━━━ Dataset extract
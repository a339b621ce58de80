//! Adapters around the external compiler front-ends.
//!
//! The pipeline core never shells out directly; each step that wraps a tool
//! goes through one of the traits below. The process-backed implementations
//! here invoke the host `javac` and the stripper/transpiler/closure jars,
//! capture their output into the step log, and translate exit status plus
//! parsed diagnostics into a [`ToolOutcome`]. Tests substitute in-process
//! mocks.

use crate::{
    error::{BuildError, Result},
    log::StepLog,
};
use once_cell::sync::Lazy;
use regex::Regex;
use serde::{Deserialize, Serialize};
use std::{
    collections::BTreeMap,
    fmt, fs,
    path::{Path, PathBuf},
    process::{Command, Output, Stdio},
    sync::Arc,
};

/// A regex that matches `javac`-style diagnostics of the form
/// `File.java:12: error: message`, with named groups "file", "line",
/// "severity" and "message".
static RE_TOOL_DIAGNOSTIC: Lazy<Regex> = Lazy::new(|| {
    Regex::new(r"(?m)^(?P<file>[^\s:][^:]*):(?P<line>\d+):\s*(?P<severity>error|warning):\s*(?P<message>.*)$")
        .unwrap()
});

#[derive(Clone, Copy, Debug, PartialEq, Eq, PartialOrd, Ord, Serialize, Deserialize)]
#[serde(rename_all = "lowercase")]
pub enum Severity {
    Info,
    Warning,
    Error,
}

impl fmt::Display for Severity {
    fn fmt(&self, f: &mut fmt::Formatter<'_>) -> fmt::Result {
        match self {
            Severity::Info => f.write_str("info"),
            Severity::Warning => f.write_str("warning"),
            Severity::Error => f.write_str("error"),
        }
    }
}

/// One severity-tagged message reported by an external tool.
#[derive(Clone, Debug, Serialize, Deserialize)]
pub struct Diagnostic {
    pub severity: Severity,
    pub message: String,
    pub file: Option<PathBuf>,
    pub line: Option<u32>,
}

impl Diagnostic {
    pub fn new(severity: Severity, message: impl Into<String>) -> Self {
        Self { severity, message: message.into(), file: None, line: None }
    }

    pub fn error(message: impl Into<String>) -> Self {
        Self::new(Severity::Error, message)
    }

    pub fn is_error(&self) -> bool {
        self.severity == Severity::Error
    }

    /// Extracts diagnostics from a block of tool output.
    pub fn parse_all(output: &str) -> Vec<Self> {
        RE_TOOL_DIAGNOSTIC
            .captures_iter(output)
            .map(|cap| Self {
                severity: match &cap["severity"] {
                    "warning" => Severity::Warning,
                    _ => Severity::Error,
                },
                message: cap["message"].to_string(),
                file: Some(PathBuf::from(&cap["file"])),
                line: cap["line"].parse().ok(),
            })
            .collect()
    }

    pub(crate) fn render(diagnostics: &[Self]) -> String {
        diagnostics.iter().map(ToString::to_string).collect::<Vec<_>>().join("\n")
    }
}

impl fmt::Display for Diagnostic {
    fn fmt(&self, f: &mut fmt::Formatter<'_>) -> fmt::Result {
        if let Some(file) = &self.file {
            write!(f, "{}:", file.display())?;
            if let Some(line) = self.line {
                write!(f, "{line}:")?;
            }
            f.write_str(" ")?;
        }
        write!(f, "{}: {}", self.severity, self.message)
    }
}

/// What an adapter invocation produced.
#[derive(Debug)]
pub enum ToolOutcome {
    Success,
    Failed(Vec<Diagnostic>),
}

impl ToolOutcome {
    pub fn is_success(&self) -> bool {
        matches!(self, ToolOutcome::Success)
    }

    pub fn into_diagnostics(self) -> Vec<Diagnostic> {
        match self {
            ToolOutcome::Success => Vec::new(),
            ToolOutcome::Failed(diagnostics) => diagnostics,
        }
    }
}

/// Inputs for a bytecode compilation.
#[derive(Debug)]
pub struct JavacInput<'a> {
    pub sources: &'a [PathBuf],
    pub classpath: &'a [PathBuf],
    pub bootstrap_classpath: &'a [PathBuf],
    pub out_dir: &'a Path,
}

/// A source file copied into a strip output tree.
///
/// Carries the original source root so the relative location inside the
/// copy is recoverable; the stripper must emit its rewrite at exactly that
/// relative path.
#[derive(Clone, Debug)]
pub struct SourceFileInfo {
    /// Absolute path of the file in its original source root.
    pub original: PathBuf,
    /// The source root the file was gathered from.
    pub source_root: PathBuf,
}

impl SourceFileInfo {
    /// The file's path relative to its source root.
    pub fn relative(&self) -> &Path {
        self.original.strip_prefix(&self.source_root).unwrap_or(&self.original)
    }
}

/// Inputs for an in-place annotation-stripping pass over a copied tree.
#[derive(Debug)]
pub struct StripInput<'a> {
    pub files: &'a [SourceFileInfo],
    /// Root of the copy; every file lives at `output_root/relative`.
    pub output_root: &'a Path,
}

/// Inputs for a Java-to-JavaScript transpilation.
#[derive(Debug)]
pub struct TranspileInput<'a> {
    pub java_sources: &'a [PathBuf],
    pub native_sources: &'a [PathBuf],
    pub classpath: &'a [PathBuf],
    pub out_dir: &'a Path,
}

/// Inputs for the whole-program optimizer pass.
#[derive(Debug)]
pub struct ClosureInput<'a> {
    pub js_sources: &'a [PathBuf],
    pub level: &'a str,
    pub defines: &'a BTreeMap<String, String>,
    pub externs: &'a [String],
    pub formatting: &'a [String],
    pub language_out: &'a str,
    pub out_dir: &'a Path,
}

pub trait JavaCompiler: Send + Sync {
    fn compile(&self, input: &JavacInput<'_>, scratch: &Path, log: &mut StepLog)
        -> Result<ToolOutcome>;
}

pub trait AnnotationStripper: Send + Sync {
    fn strip(&self, input: &StripInput<'_>, scratch: &Path, log: &mut StepLog)
        -> Result<ToolOutcome>;
}

pub trait Transpiler: Send + Sync {
    fn transpile(
        &self,
        input: &TranspileInput<'_>,
        scratch: &Path,
        log: &mut StepLog,
    ) -> Result<ToolOutcome>;
}

pub trait ClosureBundler: Send + Sync {
    fn bundle(&self, input: &ClosureInput<'_>, scratch: &Path, log: &mut StepLog)
        -> Result<ToolOutcome>;
}

/// The set of adapters one build runs with.
#[derive(Clone)]
pub struct Toolchain {
    pub javac: Arc<dyn JavaCompiler>,
    pub stripper: Arc<dyn AnnotationStripper>,
    pub transpiler: Arc<dyn Transpiler>,
    pub closure: Arc<dyn ClosureBundler>,
}

impl Toolchain {
    pub fn new(
        javac: Arc<dyn JavaCompiler>,
        stripper: Arc<dyn AnnotationStripper>,
        transpiler: Arc<dyn Transpiler>,
        closure: Arc<dyn ClosureBundler>,
    ) -> Self {
        Self { javac, stripper, transpiler, closure }
    }

    /// A toolchain backed by host executables: `javac` plus the stripper,
    /// transpiler and closure jars at the given locations.
    pub fn external(config: ExternalTools) -> Self {
        let java = config.java.clone();
        Self {
            javac: Arc::new(ExternalJavac { javac: config.javac }),
            stripper: Arc::new(ExternalStripper { java: java.clone(), jar: config.stripper_jar }),
            transpiler: Arc::new(ExternalTranspiler {
                java: java.clone(),
                jar: config.transpiler_jar,
            }),
            closure: Arc::new(ExternalClosure { java, jar: config.closure_jar }),
        }
    }
}

impl fmt::Debug for Toolchain {
    fn fmt(&self, f: &mut fmt::Formatter<'_>) -> fmt::Result {
        f.debug_struct("Toolchain").finish_non_exhaustive()
    }
}

/// Locations of the host executables backing [`Toolchain::external`].
#[derive(Clone, Debug)]
pub struct ExternalTools {
    pub javac: PathBuf,
    pub java: PathBuf,
    pub stripper_jar: PathBuf,
    pub transpiler_jar: PathBuf,
    pub closure_jar: PathBuf,
}

/// Platform path-list separator for `-cp` style arguments.
fn classpath_arg(entries: &[PathBuf]) -> String {
    let separator = if cfg!(windows) { ";" } else { ":" };
    entries.iter().map(|p| p.display().to_string()).collect::<Vec<_>>().join(separator)
}

/// Writes an `@argfile` into the scratch dir, one argument per line.
fn write_argfile(scratch: &Path, name: &str, args: &[String]) -> Result<PathBuf> {
    let path = scratch.join(name);
    let mut content = args.join("\n");
    content.push('\n');
    fs::write(&path, content).map_err(|err| BuildError::io(err, &path))?;
    Ok(path)
}

/// Runs the command, captures its output into the log, and reports the
/// outcome based on exit status and parsed diagnostics.
fn run_tool(mut cmd: Command, tool: &str, log: &mut StepLog) -> Result<ToolOutcome> {
    cmd.stdin(Stdio::null()).stdout(Stdio::piped()).stderr(Stdio::piped());
    debug!(?cmd, "invoking {tool}");
    let program = PathBuf::from(cmd.get_program());
    let output: Output = cmd.output().map_err(|err| BuildError::io(err, program))?;

    let stdout = String::from_utf8_lossy(&output.stdout);
    let stderr = String::from_utf8_lossy(&output.stderr);
    log.block(&stdout);
    log.block(&stderr);

    let mut diagnostics = Diagnostic::parse_all(&stdout);
    diagnostics.extend(Diagnostic::parse_all(&stderr));
    let has_errors = diagnostics.iter().any(Diagnostic::is_error);

    if output.status.success() && !has_errors {
        return Ok(ToolOutcome::Success);
    }
    if !has_errors {
        diagnostics.push(Diagnostic::error(format!("{tool} exited with {}", output.status)));
    }
    Ok(ToolOutcome::Failed(diagnostics))
}

/// The host `javac`, driven through an argfile.
#[derive(Debug)]
pub struct ExternalJavac {
    javac: PathBuf,
}

impl JavaCompiler for ExternalJavac {
    fn compile(
        &self,
        input: &JavacInput<'_>,
        scratch: &Path,
        log: &mut StepLog,
    ) -> Result<ToolOutcome> {
        let mut args = vec!["-d".to_string(), input.out_dir.display().to_string()];
        if !input.bootstrap_classpath.is_empty() {
            args.push("-bootclasspath".to_string());
            args.push(classpath_arg(input.bootstrap_classpath));
        }
        if !input.classpath.is_empty() {
            args.push("-cp".to_string());
            args.push(classpath_arg(input.classpath));
        }
        args.extend(input.sources.iter().map(|source| source.display().to_string()));

        let argfile = write_argfile(scratch, "javac.args", &args)?;
        let mut cmd = Command::new(&self.javac);
        cmd.arg(format!("@{}", argfile.display()));
        run_tool(cmd, "javac", log)
    }
}

/// The annotation stripper jar, rewriting a copied source tree in place.
#[derive(Debug)]
pub struct ExternalStripper {
    java: PathBuf,
    jar: PathBuf,
}

impl AnnotationStripper for ExternalStripper {
    fn strip(
        &self,
        input: &StripInput<'_>,
        scratch: &Path,
        log: &mut StepLog,
    ) -> Result<ToolOutcome> {
        let mut args = vec!["-d".to_string(), input.output_root.display().to_string()];
        args.extend(
            input
                .files
                .iter()
                .map(|info| input.output_root.join(info.relative()).display().to_string()),
        );

        let argfile = write_argfile(scratch, "stripper.args", &args)?;
        let mut cmd = Command::new(&self.java);
        cmd.arg("-jar").arg(&self.jar).arg(format!("@{}", argfile.display()));
        run_tool(cmd, "stripper", log)
    }
}

/// The Java-to-JavaScript transpiler jar.
#[derive(Debug)]
pub struct ExternalTranspiler {
    java: PathBuf,
    jar: PathBuf,
}

impl Transpiler for ExternalTranspiler {
    fn transpile(
        &self,
        input: &TranspileInput<'_>,
        scratch: &Path,
        log: &mut StepLog,
    ) -> Result<ToolOutcome> {
        let mut args = vec!["-d".to_string(), input.out_dir.display().to_string()];
        if !input.classpath.is_empty() {
            args.push("-cp".to_string());
            args.push(classpath_arg(input.classpath));
        }
        args.extend(input.java_sources.iter().map(|source| source.display().to_string()));
        args.extend(input.native_sources.iter().map(|source| source.display().to_string()));

        let argfile = write_argfile(scratch, "transpiler.args", &args)?;
        let mut cmd = Command::new(&self.java);
        cmd.arg("-jar").arg(&self.jar).arg(format!("@{}", argfile.display()));
        run_tool(cmd, "transpiler", log)
    }
}

/// The whole-program optimizer jar.
#[derive(Debug)]
pub struct ExternalClosure {
    java: PathBuf,
    jar: PathBuf,
}

impl ClosureBundler for ExternalClosure {
    fn bundle(
        &self,
        input: &ClosureInput<'_>,
        scratch: &Path,
        log: &mut StepLog,
    ) -> Result<ToolOutcome> {
        let mut args = vec![
            "--compilation_level".to_string(),
            input.level.to_string(),
            "--language_out".to_string(),
            input.language_out.to_string(),
            "--js_output_file".to_string(),
            input.out_dir.join("bundle.js").display().to_string(),
        ];
        for (key, value) in input.defines {
            args.push("--define".to_string());
            args.push(format!("{key}={value}"));
        }
        for extern_file in input.externs {
            args.push("--externs".to_string());
            args.push(extern_file.clone());
        }
        for option in input.formatting {
            args.push("--formatting".to_string());
            args.push(option.clone());
        }
        for source in input.js_sources {
            args.push("--js".to_string());
            args.push(source.display().to_string());
        }

        let argfile = write_argfile(scratch, "closure.args", &args)?;
        let mut cmd = Command::new(&self.java);
        cmd.arg("-jar").arg(&self.jar).arg(format!("@{}", argfile.display()));
        run_tool(cmd, "closure", log)
    }
}

#[cfg(test)]
mod tests {
    use super::*;

    #[test]
    fn parses_javac_style_diagnostics() {
        let output = "\
src/com/example/App.java:12: error: cannot find symbol\n\
        Missing m = new Missing();\n\
src/com/example/App.java:20: warning: deprecated API\n";
        let diagnostics = Diagnostic::parse_all(output);
        assert_eq!(diagnostics.len(), 2);
        assert!(diagnostics[0].is_error());
        assert_eq!(diagnostics[0].line, Some(12));
        assert_eq!(diagnostics[1].severity, Severity::Warning);
    }

    #[test]
    fn source_file_info_relative_strips_the_root() {
        let info = SourceFileInfo {
            original: PathBuf::from("/roots/main/com/example/App.java"),
            source_root: PathBuf::from("/roots/main"),
        };
        assert_eq!(info.relative(), Path::new("com/example/App.java"));
    }

    #[test]
    fn classpath_arg_joins_entries() {
        let entries = vec![PathBuf::from("a.jar"), PathBuf::from("b")];
        let joined = classpath_arg(&entries);
        assert!(joined == "a.jar:b" || joined == "a.jar;b");
    }
}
━━━━━━
* _Your goal_:
Could you return the lines in the entries above that contain "ExternalClosure"?

* _Solution_:
            closure: Arc::new(ExternalClosure { java, jar: config.closure_jar }),
pub struct ExternalClosure {
impl ClosureBundler for ExternalClosure {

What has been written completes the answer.